Other income, net consists primarily of interest income, interest expense and
gains and losses due to fluctuations in foreign currency exchange rates. Other
income has fluctuated as a result of the amount of cash available for investment
in interest-bearing instruments and from fluctuations in foreign
currency exchange rates. Other income, net decreased $1,470,000 for the three
month period ended June 30, 1998 from the comparable prior year period.  The
current year decrease is due primarily to a lower average amount of invested
cash resulting from repurchase of company stock during the quarter.

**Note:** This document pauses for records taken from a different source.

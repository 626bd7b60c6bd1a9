// Roel Kluin, 2023, GPL v3

//records, construction stats
#[macro_use]
extern crate derive_new;

#[macro_use]
pub mod rdbg;
#[macro_use]
pub mod error;

pub mod ids;
pub mod id_distributor;
pub mod sequence;
pub mod table;
pub mod conjugate;
pub mod vertex_store;
pub mod edge_store;
pub mod config;
pub mod graph;
mod mutator;
pub mod handlers;
pub mod simplification;
pub mod construction;
pub mod persistence;
pub mod cmd;

pub use config::{AssemblyConfig, GraphConfig, SimplificationConfig};
pub use error::{GraphError, HandlerFault, Result};
pub use graph::Graph;
pub use handlers::{GraphEvent, GraphHandler, HandlerRegistry};
pub use ids::{EdgeId, EntityId, VertexId};
pub use sequence::Sequence;
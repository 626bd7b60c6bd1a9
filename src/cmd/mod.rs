// Roel Kluin, 2023, GPL v3

//! Subcommands of the `dbgraph` binary.

pub mod build;
pub mod export;
pub mod simplify;
pub mod stats;

use crate::config::AssemblyConfig;
use crate::sequence::Sequence;
use anyhow::{anyhow, Result};
use noodles_fasta as fasta;
use std::fs::File;
use std::io::BufReader;
use std::path::{Path, PathBuf};

pub use build::{build, BuildCmd};
pub use export::{export, ExportCmd};
pub use simplify::{simplify, SimplifyCmd};
pub use stats::{stats, StatsCmd};

pub fn parse_fasta_file(fa: impl AsRef<Path>) -> Result<fasta::Reader<BufReader<File>>> {
    let fa = fa.as_ref();
    File::open(fa)
        .map(BufReader::new)
        .map(fasta::Reader::new)
        .map_err(|e| anyhow!("Error opening {}: {}", fa.display(), e))
}

/// The configuration file if given, defaults otherwise.
pub fn load_config(path: Option<&PathBuf>) -> Result<AssemblyConfig> {
    match path {
        Some(p) => AssemblyConfig::from_file(p)
            .map_err(|e| anyhow!("Error reading config {}: {}", p.display(), e)),
        None => Ok(AssemblyConfig::default()),
    }
}

/// The maximal runs of ACGT in `seq` that span at least one edge.
pub fn segments(seq: &[u8], k: usize) -> impl Iterator<Item = Sequence> + '_ {
    seq.split(|b| !matches!(b.to_ascii_uppercase(), b'A' | b'C' | b'G' | b'T'))
        .filter(move |run| run.len() > k)
        .filter_map(|run| Sequence::from_ascii(run).ok())
}
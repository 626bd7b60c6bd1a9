// Roel Kluin, 2023, GPL v3

use crate::config::AssemblyConfig;
use crate::graph::Graph;
use crate::ids::EntityId;
use crate::persistence;
use anyhow::Result;
use clap::Args;
use noodles_fasta::{
    self as fasta,
    record::{Definition, Sequence},
};
use std::fs::File;
use std::io::{BufWriter, Write};
use std::path::PathBuf;

#[derive(Args, Debug)]
pub struct ExportCmd {
    /// Prefix of the saved graph
    #[arg(short, long, value_name = "PREFIX", required = true)]
    input: PathBuf,

    /// FASTA output, stdout if absent
    #[arg(short, long, value_name = "FASTA")]
    out: Option<PathBuf>,
}

/// One record per twin pair, the strand with the lower id.
pub fn write_edges<W: Write>(graph: &Graph, out: W) -> Result<usize> {
    let mut writer = fasta::Writer::new(out);
    let mut n = 0;
    for e in graph.edges() {
        if graph.conjugate_edge(e)? < e {
            continue;
        }
        let name = format!("EDGE_{}_length_{}", e.raw(), graph.length(e)?);
        let seq = graph.sequence(e)?.to_string().into_bytes();
        let record = fasta::Record::new(Definition::new(name, None), Sequence::from(seq));
        writer.write_record(&record)?;
        n += 1;
    }
    Ok(n)
}

pub fn export(cmd: ExportCmd, config: AssemblyConfig) -> Result<()> {
    let graph = persistence::load_with(&cmd.input, &config.graph)?;
    let n = match cmd.out {
        Some(path) => {
            let mut out = BufWriter::new(File::create(path)?);
            let n = write_edges(&graph, &mut out)?;
            out.flush()?;
            n
        }
        None => write_edges(&graph, std::io::stdout().lock())?,
    };
    eprintln!("{n} edges written");
    Ok(())
}
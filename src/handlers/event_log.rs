// Roel Kluin, 2023, GPL v3

use super::{GraphEvent, GraphHandler};
use crate::error::HandlerFault;
use crate::graph::Graph;
use std::sync::atomic::{AtomicU64, Ordering};
use tracing::debug;

/// Logs every event. Registered by `Graph::new` when event tracing is on.
#[derive(Default)]
pub struct EventLog {
    seen: AtomicU64,
}

impl EventLog {
    pub fn seen(&self) -> u64 {
        self.seen.load(Ordering::Relaxed)
    }
}

impl GraphHandler for EventLog {
    fn name(&self) -> &str {
        "event_log"
    }

    fn handle(&self, _graph: &Graph, event: &GraphEvent) -> Result<(), HandlerFault> {
        let n = self.seen.fetch_add(1, Ordering::Relaxed);
        debug!(n, %event, "graph event");
        Ok(())
    }
}
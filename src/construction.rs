// Roel Kluin, 2023, GPL v3

//! Parallel loading of edge segments into a graph.

use crate::error::{GraphError, Result};
use crate::graph::Graph;
use crate::ids::VertexId;
use crate::sequence::Sequence;
use ahash::{AHashMap, AHashSet, RandomState};
use crossbeam_channel::{bounded, Receiver};
use derive_more::{Add, AddAssign, Sum};
use parking_lot::Mutex;
use tracing::{debug, info};

const SHARDS: usize = 64;

/// Canonical k-mer to vertex, so both strands of a k-mer resolve to one twin pair.
pub struct KmerVertexMap {
    shards: Vec<Mutex<AHashMap<Sequence, VertexId>>>,
    hasher: RandomState,
}

impl Default for KmerVertexMap {
    fn default() -> Self {
        KmerVertexMap {
            shards: (0..SHARDS).map(|_| Mutex::new(AHashMap::new())).collect(),
            hasher: RandomState::new(),
        }
    }
}

impl KmerVertexMap {
    fn shard(&self, canonical: &Sequence) -> usize {
        (self.hasher.hash_one(canonical) % SHARDS as u64) as usize
    }

    /// The vertex labelled `kmer`, created with its twin if neither strand is known yet.
    pub fn get_or_insert(&self, graph: &Graph, kmer: &Sequence) -> Result<VertexId> {
        let canonical = kmer.canonical();
        let v = {
            let mut shard = self.shards[self.shard(&canonical)].lock();
            match shard.get(&canonical) {
                Some(&v) => v,
                None => {
                    let v = graph.add_vertex(canonical.clone())?;
                    shard.insert(canonical.clone(), v);
                    v
                }
            }
        };
        if canonical == *kmer {
            Ok(v)
        } else {
            graph.conjugate_vertex(v)
        }
    }
    pub fn get(&self, kmer: &Sequence) -> Option<VertexId> {
        let canonical = kmer.canonical();
        let v = *self.shards[self.shard(&canonical)].lock().get(&canonical)?;
        Some(v)
    }
    pub fn len(&self) -> usize {
        self.shards.iter().map(|s| s.lock().len()).sum()
    }
    pub fn is_empty(&self) -> bool {
        self.len() == 0
    }
}

/// Canonical segments already turned into edges.
struct SeenSegments {
    shards: Vec<Mutex<AHashSet<Sequence>>>,
    hasher: RandomState,
}

impl SeenSegments {
    fn new() -> Self {
        SeenSegments {
            shards: (0..SHARDS).map(|_| Mutex::new(AHashSet::new())).collect(),
            hasher: RandomState::new(),
        }
    }
    /// True the first time either strand of `canonical` is offered.
    fn insert(&self, canonical: Sequence) -> bool {
        let shard = (self.hasher.hash_one(&canonical) % SHARDS as u64) as usize;
        self.shards[shard].lock().insert(canonical)
    }
}

#[derive(new, Clone, Copy, Debug, Default, PartialEq, Eq, Add, AddAssign, Sum)]
pub struct ConstructionStats {
    pub segments: usize,
    pub edges: usize,
    pub duplicates: usize,
    /// Shorter than k + 1.
    pub skipped: usize,
}

/// Fans segments out over worker threads that add them as edges.
#[derive(new, Clone, Copy, Debug)]
pub struct ConstructionThreads {
    threads: usize,
}

impl ConstructionThreads {
    pub fn build<I>(&self, graph: &Graph, segments: I) -> Result<ConstructionStats>
    where
        I: IntoIterator<Item = Sequence>,
    {
        let kmers = KmerVertexMap::default();
        self.build_with(graph, &kmers, segments)
    }

    /// As `build`, resolving end k-mers through a map the caller keeps, e.g. across batches.
    pub fn build_with<I>(
        &self,
        graph: &Graph,
        kmers: &KmerVertexMap,
        segments: I,
    ) -> Result<ConstructionStats>
    where
        I: IntoIterator<Item = Sequence>,
    {
        let ct = self.threads.max(1);
        let seen = SeenSegments::new();
        let (tx, rx) = bounded::<Sequence>(ct * 64);
        info!(threads = ct, "building graph");

        let stats = crossbeam::scope(|s| {
            let workers: Vec<_> = (0..ct)
                .map(|nr| {
                    let rx = rx.clone();
                    let (seen, kmers) = (&seen, kmers);
                    s.spawn(move |_| work(nr, graph, kmers, seen, rx))
                })
                .collect();
            drop(rx);
            for segment in segments {
                if tx.send(segment).is_err() {
                    // every worker is gone; the join below reports why
                    break;
                }
            }
            drop(tx);
            workers
                .into_iter()
                .map(|w| {
                    w.join().map_err(|_| {
                        GraphError::invariant("construction worker panicked", Vec::new())
                    })?
                })
                .sum::<Result<ConstructionStats>>()
        })
        .map_err(|_| GraphError::invariant("construction scope panicked", Vec::new()))??;
        info!(
            segments = stats.segments,
            edges = stats.edges,
            duplicates = stats.duplicates,
            skipped = stats.skipped,
            "graph built"
        );
        Ok(stats)
    }
}

fn work(
    nr: usize,
    graph: &Graph,
    kmers: &KmerVertexMap,
    seen: &SeenSegments,
    rx: Receiver<Sequence>,
) -> Result<ConstructionStats> {
    let k = graph.k();
    let mut stats = ConstructionStats::default();
    for segment in rx.iter() {
        stats.segments += 1;
        if segment.len() <= k {
            stats.skipped += 1;
            continue;
        }
        if !seen.insert(segment.canonical()) {
            stats.duplicates += 1;
            continue;
        }
        let from = kmers.get_or_insert(graph, &segment.subseq(0, k))?;
        let to = kmers.get_or_insert(graph, &segment.subseq(segment.len() - k, segment.len()))?;
        graph.add_edge(from, to, segment)?;
        stats.edges += 1;
    }
    debug!(nr, edges = stats.edges, "construction worker done");
    Ok(stats)
}

#[cfg(test)]
mod tests {
    use super::*;
    use crate::config::GraphConfig;

    fn seq(s: &str) -> Sequence {
        s.parse().unwrap()
    }

    #[test]
    fn kmer_map_resolves_both_strands() {
        let g = Graph::new(&GraphConfig::with_k(3)).unwrap();
        let kmers = KmerVertexMap::default();
        let v = kmers.get_or_insert(&g, &seq("AAC")).unwrap();
        let t = kmers.get_or_insert(&g, &seq("GTT")).unwrap();
        assert_eq!(g.conjugate_vertex(v).unwrap(), t);
        assert_eq!(kmers.get_or_insert(&g, &seq("AAC")).unwrap(), v);
        assert_eq!(kmers.len(), 1);
        assert_eq!(g.vertex_count(), 2);
    }

    #[test]
    fn duplicate_and_short_segments() {
        let g = Graph::new(&GraphConfig::with_k(3)).unwrap();
        let segments = ["AACGT", "ACGTT", "AAC", "AACGTG"].map(seq);
        let stats = ConstructionThreads::new(2).build(&g, segments).unwrap();
        // ACGTT is the reverse complement of AACGT
        assert_eq!(stats, ConstructionStats::new(4, 2, 1, 1));
        assert_eq!(g.edge_count(), 4);
        g.check_invariants().unwrap();
    }
}
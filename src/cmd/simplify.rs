// Roel Kluin, 2023, GPL v3

use crate::config::AssemblyConfig;
use crate::handlers::{CoverageIndex, EntityCounter};
use crate::persistence;
use crate::simplification;
use anyhow::{ensure, Result};
use clap::Args;
use std::path::PathBuf;
use std::sync::Arc;

#[derive(Args, Debug)]
pub struct SimplifyCmd {
    /// Prefix of the saved graph
    #[arg(short, long, value_name = "PREFIX", required = true)]
    input: PathBuf,

    /// Output prefix
    #[arg(short, long, value_name = "PREFIX", required = true)]
    out: PathBuf,

    /// Rounds of tip clipping and bulge removal, overrides the config
    #[arg(short, long)]
    cycles: Option<usize>,

    /// Maximal tip length in k-mers, overrides the config
    #[arg(long)]
    max_tip_length: Option<usize>,
}

pub fn simplify(cmd: SimplifyCmd, mut config: AssemblyConfig) -> Result<()> {
    ensure!(cmd.input != cmd.out, "refusing to overwrite the input graph");
    if let Some(cycles) = cmd.cycles {
        config.simplification.cycles = cycles;
    }
    if let Some(len) = cmd.max_tip_length {
        config.simplification.tip_clipper.max_tip_length = len;
    }
    let graph = persistence::load_with(&cmd.input, &config.graph)?;

    // no read coverage is stored with the graph, so every edge starts at zero
    let coverage = Arc::new(CoverageIndex::default());
    let counter = Arc::new(EntityCounter::default());
    graph.handlers().register(coverage.clone());
    graph.handlers().register(counter.clone());

    let (v0, e0) = (graph.vertex_count(), graph.edge_count());
    let stats = simplification::simplify(&graph, &coverage, &config.simplification)?;
    println!(
        "{} tips clipped, {} bulges removed, {} unipaths compressed",
        stats.tips, stats.bulges, stats.compressed
    );
    println!(
        "vertices {} -> {} ({:+}), edges {} -> {} ({:+})",
        v0,
        graph.vertex_count(),
        counter.vertices(),
        e0,
        graph.edge_count(),
        counter.edges()
    );
    graph.check_invariants()?;
    persistence::save(&graph, &cmd.out)?;
    Ok(())
}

The provision for income taxes for the three month period ended June 30, 1998 is
based on the estimated annual effective tax rate applied to the profit before
income taxes and includes federal, state and foreign income taxes. The effective
tax rates for fiscal 1999 and 1998 differ from the federal statutory rate,
primarily, as a result of the recognition of previously unrecognized deferred
tax assets, the non-deductibility of certain merger related costs, losses in
certain foreign jurisdictions for which no US benefit was derived, differing tax
rates in certain foreign jurisdictions and by state taxes.

LIQUIDITY AND CAPITAL RESOURCES AT JUNE 30, 1998

As of June 30, 1998, the Company had cash, cash equivalents and short-term
investments of $243,103,000 and working capital of $191,381,000.  Net cash
provided by operating activities for the period ended June 30, 1998 was composed
primarily of operating income and a decrease in accounts receivable, offset by a
decrease in accrued employee benefits and other accrued expenses, accrued merger
costs, and accounts payable.  Net cash provided by investing activities resulted
primarily from a decrease in short-term cash investments offset by an increase
in capital expenditures.  Net cash used in financing activities resulted
primarily from the repurchase of common stock, offset by issuance of common
stock under the Employee Stock Purchase Plan and the exercise of employee stock
options.

The Company is authorized to repurchase up to six million shares of its common
stock in the open market to be used for general corporate purposes. Any 
repurchase should also help offset dilution from stock issued under the
company's stock option and stock purchase plans. Through June 30, 1998 the
Company had repurchased 3,141,500 shares of its common stock for a total cash
outlay of approximately $50.2 million.

The Company believes that expected cash flow from operations combined with
existing cash and cash equivalents and short-term investments will be sufficient
to meet its cash requirements for the foreseeable future.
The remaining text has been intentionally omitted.